Here’s lifehacker’s March 2011 attempt at a real world speed test:
Lifehacker’s real world tests (Safari not included) found Opera and Chrome fastest in most tests with Firefox not too far behind. The 64 bit version of IE9 was considerably slower while the 32 bit version of IE9 was comparably fast in some respects, though slower at starting up and processing DOM/CSS.
Below are summaries of the strengths, weaknesses, and future expectations of the five major browsers—and what makes each browser distinctive and appropriate for a certain type of user. The browsers are ranked according to my preferences, which are based on the following criteria in order of importance:
- How well does the browser stay out of my way and let me focus on work?
- How flawlessly does the browser run web apps like Gmail and Google Reader?
- If I need additional features, how much flexibility do I have?
1. Chrome 10
Chrome 10 is available for Windows (XP and later), Mac (10.5.6 and later), and Linux systems. It continues to be very fast, secure, and reliable. Chrome 10 is much faster than prior Chrome versions, and this is especially noticeable on web apps and graphics-intensive sites. Google’s own web apps such as Gmail get an additional speed boost by using the SPDY protocol in place of HTTP. For graphics-intensive sites, Chrome can be made even faster (if your system has a modern operating system and a graphics card with up-to-date drivers, turn it on by typing about:flags in the URL and enabling both GPU acceleration options).
As in prior versions, Chrome’s uncluttered interface, automatic browser updates, and reduced use of dialog boxes help you work without distraction. Chrome works especially well for running various Google web apps as well as others like Evernote or Facebook.
Furthermore, Chrome now has a rich and diverse set of extensions, second only to Firefox. Some types of Firefox extensions will never be possible on Chrome due to a purposeful tradeoff that sacrifices flexibility and potential capabilities in order to keep Chrome fast, reliable, and uncluttered.

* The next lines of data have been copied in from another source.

#[derive(Debug, Clone)]
struct QueuedChange {
    seq: u64,
    change: Change,
}

impl OfflineQueue {
    pub fn new(max_size: usize) -> Self {
        Self {
            queue: VecDeque::with_capacity(max_size.min(1024)),
            max_size,
        }
    }

    /// Queue a change for later replay. Returns false when full.
    pub fn enqueue(&mut self, seq: u64, change: Change) -> bool {
        if self.queue.len() >= self.max_size {
            return false;
        }
        self.queue.push_back(QueuedChange { seq, change });
        true
    }

    pub fn drain(&mut self) -> Vec<(u64, Change)> {
        self.queue.drain(..).map(|q| (q.seq, q.change)).collect()
    }

    pub fn len(&self) -> usize {
        self.queue.len()
    }

    pub fn is_empty(&self) -> bool {
        self.queue.is_empty()
    }

    pub fn clear(&mut self) {
        self.queue.clear();
    }

    /// Total payload bytes queued.
    pub fn total_bytes(&self) -> usize {
        self.queue
            .iter()
            .map(|q| q.change.payload.as_ref().map_or(0, Vec::len))
            .sum()
    }
}

/// Deliver a lifecycle event without waiting on a reader that may never
/// drain the channel.
fn emit(event_tx: &mpsc::Sender<ClientEvent>, event: ClientEvent) {
    if let Err(e) = event_tx.try_send(event) {
        match e {
            TrySendError::Full(event) => log::warn!("Event channel full, dropping {event:?}"),
            TrySendError::Closed(_) => {}
        }
    }
}

struct Connection {
    outgoing: mpsc::Sender<Vec<u8>>,
    reader: JoinHandle<()>,
    writer: JoinHandle<()>,
}

pub struct ChangeClient {
    client_id: Uuid,
    user_name: String,
    doc_id: Uuid,
    server_url: String,
    state: Arc<RwLock<ConnectionState>>,
    seq: RwLock<u64>,
    offline_queue: Mutex<OfflineQueue>,
    connection: Mutex<Option<Connection>>,
    event_tx: mpsc::Sender<ClientEvent>,
    event_rx: StdMutex<Option<mpsc::Receiver<ClientEvent>>>,
}

impl ChangeClient {
    pub fn new(
        doc_id: Uuid,
        user_name: impl Into<String>,
        server_url: impl Into<String>,
        offline_capacity: usize,
    ) -> Self {
        let (event_tx, event_rx) = mpsc::channel(256);
        Self {
            client_id: Uuid::new_v4(),
            user_name: user_name.into(),
            doc_id,
            server_url: server_url.into(),
            state: Arc::new(RwLock::new(ConnectionState::Disconnected)),
            seq: RwLock::new(0),
            offline_queue: Mutex::new(OfflineQueue::new(offline_capacity)),
            connection: Mutex::new(None),
            event_tx,
            event_rx: StdMutex::new(Some(event_rx)),
        }
    }

    /// Take the event receiver (can only be called once).
    pub fn take_event_rx(&self) -> Option<mpsc::Receiver<ClientEvent>> {
        self.event_rx
            .lock()
            .unwrap_or_else(PoisonError::into_inner)
            .take()
    }

    /// Connect to the server and join the document.
    ///
    /// Spawns background tasks for reading and writing WebSocket messages,
    /// then replays the offline queue.
    pub async fn connect(&self) -> Result<(), ProtocolError> {
        *self.state.write().await = ConnectionState::Connecting;

        let url = format!("{}/{}", self.server_url, self.doc_id);
        let ws_stream = match tokio_tungstenite::connect_async(&url).await {
            Ok((ws_stream, _)) => ws_stream,
            Err(e) => {
                log::warn!("Could not connect to {url}: {e}");
                *self.state.write().await = ConnectionState::Disconnected;
                return Err(ProtocolError::ConnectionClosed);
            }
        };
        let (mut ws_writer, mut ws_reader) = ws_stream.split();

        // Writer: forward outgoing frames until every sender is gone, then close.
        let (out_tx, mut out_rx) = mpsc::channel::<Vec<u8>>(256);
        let writer = tokio::spawn(async move {
            while let Some(data) = out_rx.recv().await {
                if ws_writer.send(Message::Binary(data.into())).await.is_err() {
                    return;
                }
            }
            let _ = ws_writer.close().await;
        });

        // Reader: turn incoming frames into client events.
        let event_tx = self.event_tx.clone();
        let state = self.state.clone();
        let pong_tx = out_tx.clone();
        let client_id = self.client_id;
        let reader = tokio::spawn(async move {
            while let Some(frame) = ws_reader.next().await {
                let bytes: Vec<u8> = match frame {
                    Ok(Message::Binary(data)) => data.into(),
                    Ok(Message::Close(_)) | Err(_) => break,
                    Ok(_) => continue,
                };
                let msg = match ChangeMessage::decode(&bytes) {
                    Ok(msg) if msg.sender != client_id => msg,
                    Ok(_) => continue,
                    Err(e) => {
                        log::debug!("Dropping undecodable frame: {e}");
                        continue;
                    }
                };

                let event = match msg.msg_type {
                    MessageType::Change => msg.to_change().map(ClientEvent::RemoteChange),
                    MessageType::Init => msg.to_changes().map(ClientEvent::Initialized),
                    MessageType::Ping => {
                        if let Ok(pong) = ChangeMessage::pong(client_id).encode() {
                            let _ = pong_tx.send(pong).await;
                        }
                        continue;
                    }
                    MessageType::Join | MessageType::Leave | MessageType::Pong => continue,
                };
                match event {
                    Ok(event) => {
                        let _ = event_tx.send(event).await;
                    }
                    Err(e) => log::warn!("Dropping malformed {:?} message: {e}", msg.msg_type),
                }
            }

            *state.write().await = ConnectionState::Disconnected;
            emit(&event_tx, ClientEvent::Disconnected);
        });

        let join = ChangeMessage::join(self.client_id, self.doc_id, &self.user_name).encode()?;
        let _ = out_tx.send(join).await;

        *self.connection.lock().await = Some(Connection {
            outgoing: out_tx,
            reader,
            writer,
        });
        *self.state.write().await = ConnectionState::Connected;
        emit(&self.event_tx, ClientEvent::Connected);

        let queued = self.offline_queue.lock().await.drain();
        if !queued.is_empty() {
            log::info!("Replaying {} queued changes", queued.len());
            for (seq, change) in queued {
                self.transmit(seq, &change).await?;
            }
        }
        Ok(())
    }

    async fn transmit(&self, seq: u64, change: &Change) -> Result<(), ProtocolError> {
        let encoded = ChangeMessage::change(self.client_id, self.doc_id, seq, change)?.encode()?;
        let connection = self.connection.lock().await;
        let Some(connection) = connection.as_ref() else {
            return Err(ProtocolError::ConnectionClosed);
        };
        connection
            .outgoing
            .send(encoded)
            .await
            .map_err(|_| ProtocolError::ConnectionClosed)
    }

    /// Publish a change.
    ///
    /// If disconnected, queues the change for replay on the next connect.
    pub async fn send_change(&self, change: &Change) -> Result<(), ProtocolError> {
        let seq = {
            let mut seq = self.seq.write().await;
            *seq += 1;
            *seq
        };

        if *self.state.read().await != ConnectionState::Connected {
            let mut queue = self.offline_queue.lock().await;
            if !queue.enqueue(seq, change.clone()) {
                return Err(ProtocolError::ConnectionClosed);
            }
            return Ok(());
        }
        self.transmit(seq, change).await
    }

    /// Leave the document and close the connection.
    ///
    /// A no-op when not connected.
    pub async fn stop(&self) -> Result<(), ProtocolError> {
        let Some(connection) = self.connection.lock().await.take() else {
            return Ok(());
        };

        let leave = ChangeMessage::leave(self.client_id, self.doc_id).encode()?;
        let sent = connection.outgoing.send(leave).await;
        connection.reader.abort();
        drop(connection.outgoing);

        let flushed = tokio::time::timeout(STOP_TIMEOUT, connection.writer).await;
        *self.state.write().await = ConnectionState::Disconnected;
        emit(&self.event_tx, ClientEvent::Disconnected);

        sent.map_err(|_| ProtocolError::ConnectionClosed)?;
        match flushed {
            Ok(_) => Ok(()),
            Err(_) => Err(ProtocolError::Timeout),
        }
    }

    pub async fn connection_state(&self) -> ConnectionState {
        *self.state.read().await
    }

    pub fn client_id(&self) -> Uuid {
        self.client_id
    }

    pub fn user_name(&self) -> &str {
        &self.user_name
    }

    pub fn doc_id(&self) -> Uuid {
        self.doc_id
    }

    pub fn server_url(&self) -> &str {
        &self.server_url
    }

    /// Sequence number of the last change sent or queued.
    pub async fn seq(&self) -> u64 {
        *self.seq.read().await
    }

    pub async fn offline_queue_len(&self) -> usize {
        self.offline_queue.lock().await.len()
    }
}

impl std::fmt::Debug for ChangeClient {
    fn fmt(&self, f: &mut std::fmt::Formatter<'_>) -> std::fmt::Result {
        f.debug_struct("ChangeClient")
            .field("client_id", &self.client_id)
            .field("doc_id", &self.doc_id)
            .field("server_url", &self.server_url)
            .finish()
    }
}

Chrome continues to enhance stability and security with additional sandboxing techniques. A properly sandboxed computer process is isolated from the rest of the computer and therefore is not able to have an impact on any part of the computer apart from its own process. The latest sandbox addition is Flash, the source of many a crashed browser. Starting with Chrome 10, Flash may be able to crash a single tab, but presumably nothing more than that. Thanks to sandboxing and other techniques, Chrome 10 is the most secure browser after a fresh installation, though IE9 is stronger in certain aspects of security and Firefox can be made more secure with appropriate add-ons.
Chrome is not for everyone. Firefox users may miss the functionality of some of their favorite add-ons. Some people don’t like the lean interface. Animated alerts for pinned tab updates are distracting (I use the “minimal” theme to take care of this). And though my testing suggests Chrome 10 is slightly more memory efficient than prior versions, Chrome is still a memory hog. You’ll need 1GB RAM for 5-10 tabs, and 2GB RAM if you routinely keep more than 10 tabs open—otherwise you’ll need to close and reopen Chrome every few hours (see here for more elegant workarounds).

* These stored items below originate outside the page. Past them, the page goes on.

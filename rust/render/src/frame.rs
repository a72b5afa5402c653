// This Source Code Form is subject to the terms of the Mozilla Public
// License, v. 2.0. If a copy of the MPL was not distributed with this
// file, You can obtain one at https://mozilla.org/MPL/2.0/.

//! Drawing options and the plan-to-canvas mapping

use planrec_core::{PlanRecord, RoomRect};

use crate::error::RenderError;

/// Drawing configuration
#[derive(Debug, Clone, PartialEq)]
pub struct RenderOptions {
    /// Pixels per meter
    pub scale: f64,
    /// Space left, right and above the plot (meters)
    pub margin: f64,
    /// Space below the plot, holding the plot caption (meters)
    pub caption_margin: f64,
    /// Height of the title band (pixels)
    pub title_height: f64,
    /// Room fill opacity
    pub fill_opacity: f64,
}

impl Default for RenderOptions {
    fn default() -> Self {
        Self {
            scale: 50.0,
            margin: 1.0,
            caption_margin: 1.5,
            title_height: 40.0,
            fill_opacity: 0.7,
        }
    }
}

impl RenderOptions {
    pub fn validate(&self) -> Result<(), RenderError> {
        if !(self.scale.is_finite() && self.scale > 0.0) {
            return Err(RenderError::InvalidOptions(format!(
                "scale must be positive, got {}",
                self.scale
            )));
        }
        if !(0.0..=1.0).contains(&self.fill_opacity) {
            return Err(RenderError::InvalidOptions(format!(
                "fill opacity must be within 0..=1, got {}",
                self.fill_opacity
            )));
        }
        if self.margin < 0.0 || self.caption_margin < 0.0 || self.title_height < 0.0 {
            return Err(RenderError::InvalidOptions("margins must not be negative".into()));
        }
        Ok(())
    }
}

/// Maps plan coordinates (meters, y up) to canvas pixels (y down)
#[derive(Debug, Clone, Copy)]
pub(crate) struct Frame {
    scale: f64,
    margin: f64,
    title_height: f64,
    plot_height: f64,
    pub width: f64,
    pub height: f64,
}

/// Canvas-space rectangle (top-left corner and size)
#[derive(Debug, Clone, Copy, PartialEq)]
pub(crate) struct PixelRect {
    pub x: f64,
    pub y: f64,
    pub width: f64,
    pub height: f64,
}

impl Frame {
    pub fn new(plan: &PlanRecord, options: &RenderOptions) -> Self {
        let scale = options.scale;
        Self {
            scale,
            margin: options.margin,
            title_height: options.title_height,
            plot_height: plan.plot_height,
            width: (plan.plot_width + 2.0 * options.margin) * scale,
            height: options.title_height
                + (plan.plot_height + options.margin + options.caption_margin) * scale,
        }
    }

    pub fn x(&self, x: f64) -> f64 {
        (x + self.margin) * self.scale
    }

    pub fn y(&self, y: f64) -> f64 {
        self.title_height + (self.margin + self.plot_height - y) * self.scale
    }

    pub fn span(&self, meters: f64) -> f64 {
        meters * self.scale
    }

    pub fn rect(&self, rect: &RoomRect) -> PixelRect {
        PixelRect {
            x: self.x(rect.x),
            y: self.y(rect.y + rect.height),
            width: self.span(rect.width),
            height: self.span(rect.height),
        }
    }
}

#[cfg(test)]
mod tests {
    use super::*;
    use planrec_core::{Room, Uiiv};

    fn plan() -> PlanRecord {
        PlanRecord {
            plan_id: "F".into(),
            plot_width: 10.0,
            plot_height: 8.0,
            uiiv: Uiiv::from([10.0, 8.0, 0.0, 0.0, 1.0, 0.0, 0.0, 0.0, 0.0]),
            rooms: vec![Room {
                label: "Living".into(),
                rect: RoomRect::new(0.0, 0.0, 10.0, 8.0),
            }],
        }
    }

    #[test]
    fn test_frame_flips_y() {
        let options = RenderOptions {
            scale: 10.0,
            title_height: 0.0,
            ..Default::default()
        };
        let frame = Frame::new(&plan(), &options);
        assert_eq!(frame.width, 120.0);
        assert_eq!(frame.height, 105.0);
        // Plot origin is bottom-left
        assert_eq!((frame.x(0.0), frame.y(0.0)), (10.0, 90.0));
        assert_eq!(frame.y(8.0), 10.0);

        let r = frame.rect(&RoomRect::new(2.0, 1.0, 3.0, 2.0));
        assert_eq!(
            r,
            PixelRect {
                x: 30.0,
                y: 60.0,
                width: 30.0,
                height: 20.0
            }
        );
    }

    #[test]
    fn test_invalid_options() {
        let options = RenderOptions {
            scale: 0.0,
            ..Default::default()
        };
        assert!(options.validate().is_err());
        let options = RenderOptions {
            fill_opacity: 1.5,
            ..Default::default()
        };
        assert!(options.validate().is_err());
        assert!(RenderOptions::default().validate().is_ok());
    }
}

Perhaps most importantly, some people feel uneasy about how much of their data Google can see, which can really add up if you use Google search, Gmail, and Chrome. For people who are uneasy about Google’s data collection but still want Chrome’s benefits, there are nearly identical alternatives that don’t collect user data, such as SRWare Iron or other browsers mentioned here. (However, controversy surrounding Iron is discussed here). Google has also attempted to alleviate privacy concerns with a Keep My Opt-Outs extension and detailed explanations of privacy settings.
Despite these issues, Chrome is a great browser. For both power users and regular users with 2GB or more of RAM (and who are not afraid of Google data tracking), Chrome edges out very tough competition for my “best browser 2011” award.

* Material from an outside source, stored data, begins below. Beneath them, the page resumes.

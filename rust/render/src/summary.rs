// This Source Code Form is subject to the terms of the Mozilla Public
// License, v. 2.0. If a copy of the MPL was not distributed with this
// file, You can obtain one at https://mozilla.org/MPL/2.0/.

//! Plain-text summary of a match

use planrec_core::PlanMatch;

/// Human-readable description of the selected plan
pub fn format_summary(found: &PlanMatch<'_>) -> String {
    let plan = found.plan;
    let mut out = format!(
        "Selected Plan: {}\nPlot Size: {}m × {}m\nMatch Distance: {:.2}\n\nRooms in this plan:\n",
        plan.plan_id, plan.plot_width, plan.plot_height, found.distance
    );
    for room in &plan.rooms {
        out.push_str(&format!("   • {}\n", room.label));
    }
    out
}

#[cfg(test)]
mod tests {
    use super::*;
    use planrec_core::{PlanRecord, Room, RoomRect, Uiiv};

    #[test]
    fn test_summary() {
        let plan = PlanRecord {
            plan_id: "PLAN_002".into(),
            plot_width: 10.0,
            plot_height: 15.5,
            uiiv: Uiiv::from([10.0, 15.5, 1.0, 0.0, 0.0, 1.0, 0.0, 0.0, 0.0]),
            rooms: vec![
                Room {
                    label: "Parking".into(),
                    rect: RoomRect::new(0.0, 0.0, 4.0, 5.0),
                },
                Room {
                    label: "Bedroom 1".into(),
                    rect: RoomRect::new(0.0, 5.0, 4.0, 5.0),
                },
            ],
        };
        let found = PlanMatch {
            index: 1,
            plan: &plan,
            distance: std::f64::consts::SQRT_2,
            group: None,
            candidates: 2,
        };

        let text = format_summary(&found);
        assert_eq!(
            text,
            "Selected Plan: PLAN_002\n\
             Plot Size: 10m × 15.5m\n\
             Match Distance: 1.41\n\
             \n\
             Rooms in this plan:\n   \
             • Parking\n   \
             • Bedroom 1\n"
        );
    }
}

Chrome simply does a better job than other browsers of getting out of the way while you work. Others are liking Chrome as well, as Chrome market share has grown from 7% to 11% since the last time I compared browsers 9 months ago.
Best browser for:
- Power users who value speed and working without distraction over Firefox’s extra flexibility
- Typical users with at least 2GB of RAM who want to get to work, not mess with settings
- Users who frequently use web apps such as Gmail, Google Reader, Google Analytics, etc.
Avoid this browser if:
- You spend hours per day using a browser on a system with less than 2GB of RAM (unless you’re willing to take steps to reduce Chrome’s memory usage).
- You are concerned about how much Google tracks your computing activities
Major upgrade: Google’s philosophy of frequent, incremental updates means that Chrome version numbers no longer really matter. However, changes in Google Chrome 10 (released March 8, 2011) were very noticeable due to the large speed boost, support for hardware acceleration, and a changed interface for settings. Google does not plan any major new features to be added in the next few months, though hardware acceleration will be enabled by default starting with Chrome 11.
Google has users testing a CR-48 netbook that launches into the Chrome browser within seconds after turning on. Like Apple’s iPad, such devices are easier to maintain and keep secure than today’s general purpose computers. Google “Chromebooks” will be available for purchase on June 15, 2011.
Update October 2011: Many users, including myself, are noticing that Chrome 14 is slower than prior versions. On my Windows XP (1GB RAM) system the slowdown is so noticeable that I’m starting to use Firefox 7 instead – which is quite fast when used in combination with add-ons Tab Utilities and Noscript. Given Google’s obsession with speed, my guess is that the recent speed issues will be fixed within a few months.
Firefox is available for Windows (2000 and later), Mac (10.5 and later), and Linux. A fresh installation of Firefox covers all the browser basics with no common features omitted.
A great thing about Firefox is that it doesn’t even matter what the exact feature list is. If there’s anything you don’t like or don’t yet have—you can probably change it or find it among Firefox’s vast library of add-ons. The richness and diversity of these add-ons makes Firefox the most powerful and flexible browser, though some learning is required to take advantage of all this power.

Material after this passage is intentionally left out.